Towson's not-so-incredible hulk Towson Circle: Retail project may cure Hutzler's headache in Baltimore County seat.

December 16, 1996

A BIG BUILDING full of mini-mega-stores ordinarily isn't what one would wish for a revitalization project designed to restore charm and individuality to a downtown area. But in Towson, news of the impending conversion of the old Hutzler's department store to a retail center featuring the likes of Circuit City comes as cause for celebration.

The Hutzler's building has sat empty, hulking and gray for more than eight years, as efforts to find a use for it failed time and again. The problem of what to do with it becomes more acute the closer to reality Towson's $4.3 million beautification plan gets. The old store's location -- at Towson's most prominent intersection, soon to be even more prominent once a "roundabout" is built -- guarantees it will ruin the fresh, new ambience if it remains as is.
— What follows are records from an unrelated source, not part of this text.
// Copyright (c) 2025-2026 Adrian Robinson. Licensed under the AGPL-3.0.
// See LICENSE file in the project root for full license text.

//! Metrics instrumentation for like-engine.
//!
//! Uses the `metrics` crate for backend-agnostic metrics collection.
//! The embedding service is responsible for choosing the exporter (Prometheus, OTEL, etc.)
//!
//! # Metric Naming Convention
//! - `like_engine_` prefix for all metrics
//! - `_total` suffix for counters
//! - `_seconds` suffix for duration histograms
//!
//! # Labels
//! - `component`: toggle, detector, cache, flush, reconcile, consumer
//! - `operation`: confirm, cancel, get, apply, publish
//! - `tier`: local, kv (cache lookups)
//! - `outcome`: applied, conflict, error, publish_failed, hit, miss

use metrics::{counter, gauge, histogram};
use std::time::{Duration, Instant};

/// Record the outcome of a toggle (`confirm` / `cancel`)
pub fn record_toggle(operation: &str, outcome: &str) {
    counter!(
        "like_engine_toggles_total",
        "operation" => operation.to_string(),
        "outcome" => outcome.to_string()
    )
    .increment(1);
}

/// Record operation latency
pub fn record_latency(component: &str, operation: &str, duration: Duration) {
    histogram!(
        "like_engine_operation_seconds",
        "component" => component.to_string(),
        "operation" => operation.to_string()
    )
    .record(duration.as_secs_f64());
}

// ═══════════════════════════════════════════════════════════════════════════
// DETECTOR - Top-K admission and eviction
// ═══════════════════════════════════════════════════════════════════════════

/// A key entered the Top-K set
pub fn record_hot_admission() {
    counter!("like_engine_hotkey_admissions_total").increment(1);
}

/// A key was pushed out of the Top-K set
pub fn record_hot_eviction() {
    counter!("like_engine_hotkey_evictions_total").increment(1);
}

/// Set detector totals after a decay pass
pub fn set_detector_stats(total: u64, candidates: usize) {
    gauge!("like_engine_hotkey_total_weight").set(total as f64);
    gauge!("like_engine_hotkey_candidates").set(candidates as f64);
}

// ═══════════════════════════════════════════════════════════════════════════
// CACHE - Tiered lookups
// ═══════════════════════════════════════════════════════════════════════════

/// Record a cache lookup on a tier
pub fn record_cache_lookup(tier: &str, hit: bool) {
    let outcome = if hit { "hit" } else { "miss" };
    counter!(
        "like_engine_cache_lookups_total",
        "tier" => tier.to_string(),
        "outcome" => outcome
    )
    .increment(1);
}

/// Entries demoted from the local tier after a Top-K eviction
pub fn record_cache_demotions(count: usize) {
    counter!("like_engine_cache_demotions_total").increment(count as u64);
}

// ═══════════════════════════════════════════════════════════════════════════
// JOBS - Flush, reconcile, consume
// ═══════════════════════════════════════════════════════════════════════════

/// Record batch size handed to the durable store
pub fn record_batch_size(component: &str, count: usize) {
    histogram!(
        "like_engine_batch_size",
        "component" => component.to_string()
    )
    .record(count as f64);
}

/// Record rows that actually changed in the durable store
pub fn record_rows_applied(component: &str, inserted: usize, removed: usize) {
    counter!(
        "like_engine_rows_inserted_total",
        "component" => component.to_string()
    )
    .increment(inserted as u64);
    counter!(
        "like_engine_rows_removed_total",
        "component" => component.to_string()
    )
    .increment(removed as u64);
}

/// Ledger entries removed after a committed flush
pub fn record_ledger_released(count: usize) {
    counter!("like_engine_ledger_released_total").increment(count as u64);
}

/// Record entries skipped because their key or value did not parse
pub fn record_malformed(component: &str, count: usize) {
    counter!(
        "like_engine_malformed_entries_total",
        "component" => component.to_string()
    )
    .increment(count as u64);
}

/// Synthetic events emitted by reconciliation
pub fn record_repairs(count: usize) {
    counter!("like_engine_reconcile_repairs_total").increment(count as u64);
}

/// Record events through the channel (`published`, `consumed`, `discarded`)
pub fn record_events(op: &str, count: usize) {
    counter!(
        "like_engine_events_total",
        "op" => op.to_string()
    )
    .increment(count as u64);
}

/// Record a job run duration
pub fn record_job_duration(job: &str, duration: Duration) {
    histogram!(
        "like_engine_job_seconds",
        "job" => job.to_string()
    )
    .record(duration.as_secs_f64());
}

// ═══════════════════════════════════════════════════════════════════════════
// ERROR TRACKING - Categorized error counters for alerting
// ═══════════════════════════════════════════════════════════════════════════

/// Record an error with category for alerting
pub fn record_error(component: &str, operation: &str, error_type: &str) {
    counter!(
        "like_engine_errors_total",
        "component" => component.to_string(),
        "operation" => operation.to_string(),
        "error_type" => error_type.to_string()
    )
    .increment(1);
}

/// Record a timeout error
pub fn record_timeout(component: &str, operation: &str) {
    counter!(
        "like_engine_timeouts_total",
        "component" => component.to_string(),
        "operation" => operation.to_string()
    )
    .increment(1);
}

/// Set engine state (for monitoring state machine transitions)
pub fn set_engine_state(state: &str) {
    counter!(
        "like_engine_state_transitions_total",
        "state" => state.to_string()
    )
    .increment(1);
}

/// Record startup phase duration
pub fn record_startup_phase(phase: &str, duration: Duration) {
    histogram!(
        "like_engine_startup_seconds",
        "phase" => phase.to_string()
    )
    .record(duration.as_secs_f64());
}

/// A timing guard that records latency on drop
pub struct LatencyTimer {
    component: &'static str,
    operation: &'static str,
    start: Instant,
}

impl LatencyTimer {
    /// Start a new latency timer
    pub fn new(component: &'static str, operation: &'static str) -> Self {
        Self {
            component,
            operation,
            start: Instant::now(),
        }
    }
}

impl Drop for LatencyTimer {
    fn drop(&mut self) {
        record_latency(self.component, self.operation, self.start.elapsed());
    }
}
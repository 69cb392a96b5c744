//! Property-based tests for the hot-key detector.
//!
//! Uses proptest to generate random access streams and checks the detector's
//! bookkeeping holds for all of them.
//!
//! Run with: `cargo test --test proptest_detector`

use proptest::prelude::*;

use like_engine::{HotKeyConfig, HotKeyDetector};

// =============================================================================
// Strategies
// =============================================================================

/// Access stream over a small key space so collisions and repeats happen.
fn access_stream() -> impl Strategy<Value = Vec<(u8, u32)>> {
    prop::collection::vec((0u8..40, 1u32..20), 1..400)
}

fn detector(k: usize, width: usize, min_count: u32, seed: u64) -> HotKeyDetector {
    HotKeyDetector::new(HotKeyConfig {
        k,
        width,
        depth: 4,
        decay: 0.92,
        min_count,
        seed: Some(seed),
    })
}

proptest! {
    #[test]
    fn total_is_sum_of_weights(stream in access_stream(), seed in any::<u64>()) {
        let d = detector(10, 64, 1, seed);
        let mut expected = 0u64;
        for (key, weight) in &stream {
            d.observe(&format!("k{}", key), *weight);
            expected += u64::from(*weight);
        }
        prop_assert_eq!(d.total(), expected);
    }

    #[test]
    fn snapshot_is_bounded_and_sorted(
        stream in access_stream(),
        k in 1usize..15,
        seed in any::<u64>(),
    ) {
        let d = detector(k, 32, 1, seed);
        for (key, weight) in &stream {
            d.observe(&format!("k{}", key), *weight);
        }
        let snapshot = d.snapshot();
        prop_assert!(snapshot.len() <= k);
        for pair in snapshot.windows(2) {
            prop_assert!(pair[0].1 >= pair[1].1);
        }
        let mut keys: Vec<&String> = snapshot.iter().map(|(key, _)| key).collect();
        keys.sort();
        keys.dedup();
        prop_assert_eq!(keys.len(), snapshot.len());
    }

    #[test]
    fn snapshot_counts_respect_min_count(stream in access_stream(), min_count in 1u32..50) {
        let d = detector(20, 256, min_count, 7);
        for (key, weight) in &stream {
            d.observe(&format!("k{}", key), *weight);
        }
        for (_, count) in d.snapshot() {
            prop_assert!(count >= min_count);
        }
    }

    #[test]
    fn is_hot_agrees_with_snapshot(stream in access_stream()) {
        let d = detector(5, 64, 1, 3);
        for (key, weight) in &stream {
            d.observe(&format!("k{}", key), *weight);
        }
        let snapshot = d.snapshot();
        for key in 0u8..40 {
            let key = format!("k{}", key);
            prop_assert_eq!(d.is_hot(&key), snapshot.iter().any(|(k, _)| *k == key));
        }
    }

    #[test]
    fn decay_halves_total(stream in access_stream()) {
        let d = detector(10, 64, 1, 11);
        for (key, weight) in &stream {
            d.observe(&format!("k{}", key), *weight);
        }
        let before = d.total();
        d.decay();
        prop_assert_eq!(d.total(), before / 2);
    }
}

#[test]
fn heavy_hitter_is_reported_first() {
    let d = detector(5, 1024, 10, 42);
    for round in 0..2_000u32 {
        d.observe("heavy", 1);
        d.observe(&format!("noise-{}", round % 500), 1);
    }
    let snapshot = d.snapshot();
    assert_eq!(snapshot.first().map(|(key, _)| key.as_str()), Some("heavy"));
    assert!(snapshot[0].1 >= 1_500);
}
// Copyright (c) 2025-2026 Adrian Robinson. Licensed under the AGPL-3.0.
// See LICENSE file in the project root for full license text.

//! Redis Streams channel with a consumer group.
//!
//! Reads first drain this consumer's pending list (`XREADGROUP ... 0`), so
//! entries delivered before a crash are seen again after restart as long as
//! the consumer name is stable. Only when nothing is pending does it block
//! for new entries (`>`).

use std::time::Duration;

use async_trait::async_trait;
use redis::aio::ConnectionManager;
use redis::streams::{StreamMaxlen, StreamReadOptions, StreamReadReply};
use redis::{AsyncCommands, Client};
use tracing::{info, warn};

use super::channel::EventChannel;
use super::{Delivery, LikeEvent};
use crate::resilience::retry::{retry, RetryConfig};
use crate::storage::traits::StorageError;

pub struct RedisStreamChannel {
    connection: ConnectionManager,
    stream: String,
    group: String,
    consumer: String,
    /// `MAXLEN ~` cap; `None` never trims
    maxlen: Option<usize>,
}

impl RedisStreamChannel {
    /// Connect on a dedicated connection (blocking reads must not stall other
    /// commands) and make sure the consumer group exists.
    pub async fn connect(
        connection_string: &str,
        stream: &str,
        group: &str,
        consumer: &str,
    ) -> Result<Self, StorageError> {
        let client = Client::open(connection_string)
            .map_err(|e| StorageError::Backend(e.to_string()))?;

        let connection = retry("redis_stream_connect", &RetryConfig::startup(), || async {
            ConnectionManager::new(client.clone()).await
        })
        .await
        .map_err(|e: redis::RedisError| StorageError::Backend(e.to_string()))?;

        let channel = Self {
            connection,
            stream: stream.to_string(),
            group: group.to_string(),
            consumer: consumer.to_string(),
            maxlen: None,
        };
        channel.ensure_group().await?;
        Ok(channel)
    }

    /// Cap the stream length on every append.
    ///
    /// Trimming is not aware of the consumer group: an entry removed while
    /// still unread or pending comes back without a payload and is lost.
    #[must_use]
    pub fn with_maxlen(mut self, maxlen: Option<usize>) -> Self {
        self.maxlen = maxlen;
        self
    }

    async fn ensure_group(&self) -> Result<(), StorageError> {
        let mut conn = self.connection.clone();
        let created: Result<(), redis::RedisError> = conn
            .xgroup_create_mkstream(&self.stream, &self.group, "0")
            .await;
        match created {
            Ok(()) => {
                info!(stream = %self.stream, group = %self.group, "Created consumer group");
                Ok(())
            }
            Err(e) if e.code() == Some("BUSYGROUP") => Ok(()),
            Err(e) => Err(StorageError::Backend(e.to_string())),
        }
    }

    async fn read(&self, start: &str, max: usize, block: Option<Duration>) -> Result<Vec<Delivery>, StorageError> {
        let mut options = StreamReadOptions::default()
            .group(&self.group, &self.consumer)
            .count(max);
        if let Some(block) = block {
            options = options.block(block.as_millis() as usize);
        }

        let mut conn = self.connection.clone();
        let reply: Option<StreamReadReply> = conn
            .xread_options(&[&self.stream], &[start], &options)
            .await
            .map_err(|e| StorageError::Backend(e.to_string()))?;

        let mut deliveries = Vec::new();
        for key in reply.map(|r| r.keys).unwrap_or_default() {
            for entry in key.ids {
                let event = match entry.get::<String>("payload") {
                    Some(payload) => LikeEvent::from_payload(&payload),
                    None => Err("entry has no payload".to_string()),
                };
                if let Err(reason) = &event {
                    warn!(id = %entry.id, reason = %reason, "Malformed stream entry");
                }
                deliveries.push(Delivery { id: entry.id, event });
            }
        }
        Ok(deliveries)
    }
}

#[async_trait]
impl EventChannel for RedisStreamChannel {
    /// Single `XADD`, never retried here: a retry after a lost reply would
    /// append the event twice.
    async fn publish(&self, event: &LikeEvent) -> Result<String, StorageError> {
        let fields = event
            .to_stream_fields()
            .map_err(|e| StorageError::Backend(e.to_string()))?;
        let mut conn = self.connection.clone();

        let appended: Result<String, redis::RedisError> = match self.maxlen {
            Some(maxlen) => {
                conn.xadd_maxlen(&self.stream, StreamMaxlen::Approx(maxlen), "*", fields.as_slice())
                    .await
            }
            None => conn.xadd(&self.stream, "*", fields.as_slice()).await,
        };
        appended.map_err(|e| StorageError::Backend(e.to_string()))
    }

    async fn poll_batch(&self, max: usize, wait: Duration) -> Result<Vec<Delivery>, StorageError> {
        let pending = self.read("0", max, None).await?;
        if !pending.is_empty() {
            return Ok(pending);
        }
        let block = (!wait.is_zero()).then_some(wait);
        self.read(">", max, block).await
    }

    async fn ack(&self, ids: &[String]) -> Result<(), StorageError> {
        if ids.is_empty() {
            return Ok(());
        }
        let conn = self.connection.clone();

        retry("redis_xack", &RetryConfig::query(), || {
            let mut conn = conn.clone();
            async move {
                let _: usize = conn.xack(&self.stream, &self.group, ids).await?;
                Ok(())
            }
        })
        .await
        .map_err(|e: redis::RedisError| StorageError::Backend(e.to_string()))
    }
}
For the first time, it looks as if that will not happen, thanks to developer David G. Rhodes, president of the non-profit Towson Development Corp. and an activist in other local business organizations. Though retail development is not the speciality of his Heritage Properties, Mr. Rhodes took on the Hutzler's headache a year ago because he realized its importance to the Baltimore County seat.

Earlier this month, he announced a detailed plan. Most important is the involvement of Baltimore's Cordish Co., a nationally recognized retail developer with the influence to attract tenants. Mr. Rhodes has worked out solutions to sticky parking and delivery problems. He sold the top two floors of the four-level building to a storage company and designed a new exterior for the store.

The Hutzler's building currently barricades Towson Town Center from downtown. Community and government leaders hope "Towson Circle," as the Hutzler's project has been named, will link the mall and a quaint shopping district. That is necessary and possible, but won't happen automatically.

Without promotions, the right mix of restaurants and shops downtown, an attractive streetscape, helpful signage and walkways that make life easy for pedestrians, it could be difficult to draw people beyond the intersection, no matter how nice Towson Circle turns out to be.